Сергей Борисович вспоминал: «Дедушка не таил обиды за то, что на много лет был лишен свободы, так как считал себя действительно виновником в сложившемся любовном треугольнике. Однако замечал, что любовную интригу надо было решать иначе, по-джентльменски, а не лишать его свободы».
Хотя Мирон Иванович и избегал разговоров о политике, однако с большим одинаковым вниманием слушал как советские радиопередачи, так и зарубежные, объясняя это тем, что, получая информацию из разных источников, он делает объективные выводы о нашей действительности. Смотрел и телепередачи. Любимым стал фильм «Семнадцать мгновений весны». Архитектор с профессиональной точки зрения оценивал мастерство режиссера и художников фильма в воспроизведении интерьеров, мебели, костюмов того времени. Неоднократно глядя фильм, с радостью указывал близким на сделанные по его эскизам для дачи Молотова бра, светильники и настольную лампу.
24 сентября 1975 года в Новых Горках под Москвой родственники и самые близкие друзья отметили 80-летие со дня рождения Мирона Ивановича. Среди тех, кто сопровождал его на творческом пути, присутствовал Дмитрий Иванович Бурдин, одной из первых работ которого был знаменитый фасад Дома архитектора, когда он ассистировал Андрею Бурову. На юбилее была и Мита Зельмановна Островская. С ней Мирон Иванович познакомился еще в 1936 году: тогда она после окончания института пришла работать в архитектурную мастерскую хозуправления ЦИК СССР. Один из старейших друзей Анастас Иванович Микоян не смог приехать, но был его сын Серго — известный специалист-международник, доктор исторических наук, главный редактор журнала «Латинская Америка». В тот год была прекрасная золотая осень. Собравшиеся гости надеялись, что у юбиляра впереди еще много таких погожих, ясных дней. Но развившийся в неволе у Мирона Ивановича туберкулез не позволил оправдаться этим надеждам.

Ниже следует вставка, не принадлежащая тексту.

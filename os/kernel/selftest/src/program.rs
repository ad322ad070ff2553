//! Program interrupt checks.

use core::fmt;
use kernel_interrupts::{ProgramInterruptCode, TrapInterception, with_expected_trap};
use kernel_report::Report;
use log::info;

/// Run `trigger` with a trap expected and report whether exactly `expected`
/// was taken.
pub fn check_program_interrupt<T, F>(
    report: &mut Report,
    traps: &mut T,
    name: impl fmt::Display,
    expected: ProgramInterruptCode,
    trigger: F,
) -> bool
where
    T: TrapInterception + ?Sized,
    F: FnOnce(),
{
    let ((), trap) = with_expected_trap(traps, trigger);
    match trap {
        Some(code) if code == expected => {}
        Some(code) => info!("expected {expected}, got {code}"),
        None => info!("expected {expected}, got no program interrupt"),
    }
    report.report(name, trap == Some(expected))
}

#[cfg(test)]
mod tests {
    use super::*;
    use kernel_interrupts::SimulatedTraps;

    #[test]
    fn matching_code_passes() {
        let traps = SimulatedTraps::new();
        let mut report = Report::new();
        let pass = check_program_interrupt(
            &mut report,
            &mut &traps,
            "operation",
            ProgramInterruptCode::OPERATION,
            || traps.deliver(ProgramInterruptCode::OPERATION),
        );
        assert!(pass);
        assert_eq!(report.failures(), 0);
        assert!(!traps.is_armed());
    }

    #[test]
    fn other_code_fails() {
        let traps = SimulatedTraps::new();
        let mut report = Report::new();
        let pass = check_program_interrupt(
            &mut report,
            &mut &traps,
            "addressing",
            ProgramInterruptCode::ADDRESSING,
            || traps.deliver(ProgramInterruptCode::PROTECTION),
        );
        assert!(!pass);
        assert_eq!(report.failures(), 1);
    }

    #[test]
    fn missing_interrupt_fails() {
        let mut traps = SimulatedTraps::new();
        let mut report = Report::new();
        let pass = check_program_interrupt(
            &mut report,
            &mut traps,
            "addressing",
            ProgramInterruptCode::ADDRESSING,
            || {},
        );
        assert!(!pass);
        assert!(!traps.is_armed());
    }
}
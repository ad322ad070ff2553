use kernel_sync::SyncOnceCell;

#[test]
fn first_set_wins() {
    let cell = SyncOnceCell::new();
    assert!(cell.get().is_none());
    assert_eq!(cell.set(1), Ok(()));
    assert_eq!(cell.set(2), Err(2));
    assert_eq!(cell.get(), Some(&1));
}

#[test]
fn get_or_init_runs_once() {
    let cell = SyncOnceCell::new();
    let mut runs = 0;
    assert_eq!(
        *cell.get_or_init(|| {
            runs += 1;
            "abort"
        }),
        "abort"
    );
    assert_eq!(*cell.get_or_init(|| "other"), "abort");
    assert_eq!(runs, 1);
}

#[test]
fn holds_trait_objects() {
    trait Named {
        fn name(&self) -> &'static str;
    }
    struct Console;
    impl Named for Console {
        fn name(&self) -> &'static str {
            "console"
        }
    }
    static CONSOLE: Console = Console;

    let cell: SyncOnceCell<&'static (dyn Named + Sync)> = SyncOnceCell::new();
    assert!(cell.set(&CONSOLE).is_ok());
    assert_eq!(cell.get().map(|n| n.name()), Some("console"));
}
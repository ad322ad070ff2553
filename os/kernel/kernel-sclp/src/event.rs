use crate::command::{ResponseCode, SclpCommand};
use crate::sccb::{FC_NORMAL_WRITE, Sccb, SccbHeader};
use crate::servc::{ServiceCall, ServiceCallError};
use kernel_info::memory::SCCB_SIZE;
use utils_sccb_derive::SccbLayout;

/// Event type of ASCII console data.
pub const EVENT_TYPE_ASCII_CONSOLE: u8 = 0x1a;

/// Offset of the event payload from the start of the SCCB.
pub const EVENT_DATA_OFFSET: usize = SccbHeader::ENCODED_LEN + EventBufferHeader::LEN;

/// Largest payload a single write-event SCCB can carry.
pub const MAX_EVENT_DATA: usize = SCCB_SIZE - EVENT_DATA_OFFSET;

/// Event buffer header following the SCCB header of a WRITE EVENT DATA block.
#[derive(Debug, Default, Copy, Clone, PartialEq, Eq, SccbLayout)]
pub struct EventBufferHeader {
    /// Length of this header plus the event data.
    #[sccb(offset = 8)]
    pub length: u16,
    #[sccb(offset = 10)]
    pub event_type: u8,
    #[sccb(offset = 11)]
    pub flags: u8,
    #[sccb(offset = 12)]
    pub reserved: u16,
}

impl EventBufferHeader {
    /// Size of the header itself.
    pub const LEN: usize = 6;
}

const _: () =
    assert!(EventBufferHeader::ENCODED_LEN == SccbHeader::ENCODED_LEN + EventBufferHeader::LEN);

#[derive(Debug, Copy, Clone, PartialEq, Eq, thiserror::Error)]
pub enum ConsoleError {
    #[error("console line of {len} bytes exceeds {max} bytes")]
    TooLong { len: usize, max: usize },
    #[error(transparent)]
    ServiceCall(#[from] ServiceCallError),
    #[error("WRITE_EVENT_DATA rejected: {0}")]
    Rejected(ResponseCode),
}

impl Sccb {
    /// Lay out an ASCII console event carrying `text`.
    ///
    /// # Errors
    /// [`ConsoleError::TooLong`] if `text` does not fit into one block.
    pub fn prepare_ascii_event(&mut self, text: &[u8]) -> Result<(), ConsoleError> {
        let too_long = ConsoleError::TooLong {
            len: text.len(),
            max: MAX_EVENT_DATA,
        };
        if text.len() > MAX_EVENT_DATA {
            return Err(too_long);
        }
        let total = u16::try_from(EVENT_DATA_OFFSET + text.len()).map_err(|_| too_long)?;
        let event = u16::try_from(EventBufferHeader::LEN + text.len()).map_err(|_| too_long)?;

        self.set_header(&SccbHeader {
            length: total,
            function_code: FC_NORMAL_WRITE,
            control_mask: [0; 3],
            response_code: 0,
        });
        let stored = EventBufferHeader {
            length: event,
            event_type: EVENT_TYPE_ASCII_CONSOLE,
            flags: 0,
            reserved: 0,
        }
        .encode(self.as_bytes_mut());
        debug_assert!(stored.is_some());

        self.as_bytes_mut()[EVENT_DATA_OFFSET..EVENT_DATA_OFFSET + text.len()]
            .copy_from_slice(text);
        Ok(())
    }

    /// The payload of an ASCII console event, as laid out by [`Sccb::prepare_ascii_event`].
    #[must_use]
    pub fn ascii_event_data(&self) -> &[u8] {
        let len = EventBufferHeader::decode(self.as_bytes())
            .map_or(0, |h| usize::from(h.length).saturating_sub(EventBufferHeader::LEN));
        let end = (EVENT_DATA_OFFSET + len).min(SCCB_SIZE);
        &self.as_bytes()[EVENT_DATA_OFFSET..end]
    }
}

/// Send one line of text to the hypervisor's ASCII console.
///
/// # Errors
/// See [`ConsoleError`]. Callers writing log output usually drop the line.
pub fn write_console<S>(sclp: &mut S, sccb: &mut Sccb, text: &[u8]) -> Result<(), ConsoleError>
where
    S: ServiceCall + ?Sized,
{
    sccb.prepare_ascii_event(text)?;
    sclp.service_call(SclpCommand::WriteEventData, sccb)?;
    match sccb.response_code() {
        code if code.is_success() => Ok(()),
        code => Err(ConsoleError::Rejected(code)),
    }
}

#[cfg(test)]
mod tests {
    use super::*;

    #[test]
    fn lays_out_event_after_header() {
        let mut sccb = Sccb::new();
        sccb.prepare_ascii_event(b"hello\n").unwrap();

        let bytes = sccb.as_bytes();
        assert_eq!(&bytes[0..2], &20u16.to_be_bytes());
        assert_eq!(&bytes[8..10], &12u16.to_be_bytes());
        assert_eq!(bytes[10], EVENT_TYPE_ASCII_CONSOLE);
        assert_eq!(&bytes[14..20], b"hello\n");
        assert_eq!(sccb.ascii_event_data(), b"hello\n");
    }

    #[test]
    fn rejects_oversized_text() {
        let mut sccb = Sccb::new();
        let text = [b'x'; MAX_EVENT_DATA + 1];
        assert_eq!(
            sccb.prepare_ascii_event(&text),
            Err(ConsoleError::TooLong {
                len: MAX_EVENT_DATA + 1,
                max: MAX_EVENT_DATA
            })
        );
        assert!(sccb.prepare_ascii_event(&text[..MAX_EVENT_DATA]).is_ok());
    }
}
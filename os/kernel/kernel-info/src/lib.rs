//! # Selftest Image Configuration
//!
//! This crate defines the constants that every other crate of the s390x
//! selftest image agrees on: where the image is loaded, how large the
//! service-call buffer is, how storage increments are encoded, and where the
//! architecture places the fields of the lowcore that the image reads and
//! writes.
//!
//! ## Overview
//!
//! The image boots without an operating system. Before anything else can run
//! it has to discover how much storage the hypervisor exposes, which in turn
//! depends on the service-call buffer (SCCB) format and the program-interrupt
//! lowcore fields. Keeping these numbers in one `no_std`, dependency-free crate
//! lets the build script, the boot stub and the library crates share them.
//!
//! ## Real Storage Layout
//!
//! ```text
//! 0x0000_0000 ┌─────────────────────────────────┐
//!             │  Lowcore (prefix area, 8 KiB)   │
//!             │  interrupt PSWs, codes, scratch │
//! 0x0000_2000 ├─────────────────────────────────┤
//!             │           (unused)              │
//! LOAD_ADDRESS├─────────────────────────────────┤ 0x0001_0000
//!             │  Image: text, data, bss, stack  │
//! image end   ├─────────────────────────────────┤
//!             │  Free storage handed to the     │
//!             │  physical arena                 │
//! ram size    └─────────────────────────────────┘
//! ```
//!
//! The first storage increment always contains the lowcore and the image, so
//! it is accessible without probing.
//!
//! ## Modules
//!
//! * [`memory`]: image placement, SCCB size and storage-increment encoding.
//! * [`lowcore`]: absolute offsets of the lowcore fields used by the
//!   program-interrupt facility.

#![cfg_attr(not(any(test, doctest)), no_std)]
#![deny(unsafe_code)]

pub mod lowcore;
pub mod memory;
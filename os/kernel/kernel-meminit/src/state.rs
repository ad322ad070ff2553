use core::fmt;

/// Progress of memory discovery.
///
/// ```text
/// Start ─► RequestingConfig ─► DerivingSizes ─► Probing ─► Done
///                 │                  │             │ ▲
///                 ▼                  ▼             └─┘ one increment
///              Aborted ◄─────────────┴──── Probing
/// ```
///
/// Only protocol exhaustion leaves `RequestingConfig` for `Aborted`; the
/// later edges into `Aborted` are the invalid-layout and unexpected-fault
/// cases.
#[derive(Debug, Copy, Clone, PartialEq, Eq, Default)]
pub enum MemoryInitState {
    #[default]
    Start,
    RequestingConfig,
    DerivingSizes,
    Probing,
    Done,
    Aborted,
}

impl MemoryInitState {
    #[must_use]
    pub const fn is_terminal(self) -> bool {
        matches!(self, Self::Done | Self::Aborted)
    }

    #[must_use]
    pub const fn can_transition_to(self, next: Self) -> bool {
        use MemoryInitState::{Aborted, DerivingSizes, Done, Probing, RequestingConfig, Start};
        matches!(
            (self, next),
            (Start, RequestingConfig)
                | (RequestingConfig, DerivingSizes)
                | (DerivingSizes, Probing)
                | (Probing, Probing | Done)
                | (RequestingConfig | DerivingSizes | Probing, Aborted)
        )
    }

    /// Move to `next`, logging the step.
    pub(crate) fn advance(&mut self, next: Self) {
        debug_assert!(
            self.can_transition_to(next),
            "invalid memory init transition {self} -> {next}"
        );
        if *self == next {
            log::trace!("meminit: {self} again");
        } else {
            log::debug!("meminit: {self} -> {next}");
        }
        *self = next;
    }
}

impl fmt::Display for MemoryInitState {
    fn fmt(&self, f: &mut fmt::Formatter<'_>) -> fmt::Result {
        f.write_str(match self {
            Self::Start => "START",
            Self::RequestingConfig => "REQUESTING_CONFIG",
            Self::DerivingSizes => "DERIVING_SIZES",
            Self::Probing => "PROBING",
            Self::Done => "DONE",
            Self::Aborted => "ABORTED",
        })
    }
}

#[cfg(test)]
mod tests {
    use super::MemoryInitState::*;

    #[test]
    fn happy_path() {
        let path = [Start, RequestingConfig, DerivingSizes, Probing, Probing, Done];
        for step in path.windows(2) {
            assert!(step[0].can_transition_to(step[1]), "{} -> {}", step[0], step[1]);
        }
    }

    #[test]
    fn no_shortcuts_or_exits_from_terminal_states() {
        assert!(!Start.can_transition_to(Probing));
        assert!(!RequestingConfig.can_transition_to(Done));
        assert!(!Start.can_transition_to(Aborted));
        assert!(!Done.can_transition_to(Aborted));
        assert!(!Aborted.can_transition_to(Start));
        assert!(Done.is_terminal() && Aborted.is_terminal());
    }

    #[test]
    fn probing_loops_per_increment() {
        let mut state = Probing;
        state.advance(Probing);
        state.advance(Probing);
        assert_eq!(state, Probing);
        assert!(!DerivingSizes.can_transition_to(DerivingSizes));
    }

    #[test]
    fn exhaustion_aborts_from_config_request() {
        assert!(RequestingConfig.can_transition_to(Aborted));
    }
}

Мирон Иванович Мержанов умер в декабре того же 1975 года в Москве. Похоронен на Армянском кладбище в семейном захоронении, где покоятся его мать и братья — талантливый художник Яков Мержанов и известный журналист Мартын Мержанов. Надгробие представляет собой изящную стелу из белого мрамора с факсимиле, символизирующим принадлежность к творчеству многих представителей этой семьи.
А память об архитекторе Мержанове живет в его произведениях во многих городах нашей страны и, прежде всего, в Сочи, где наиболее ярко проявился его талант.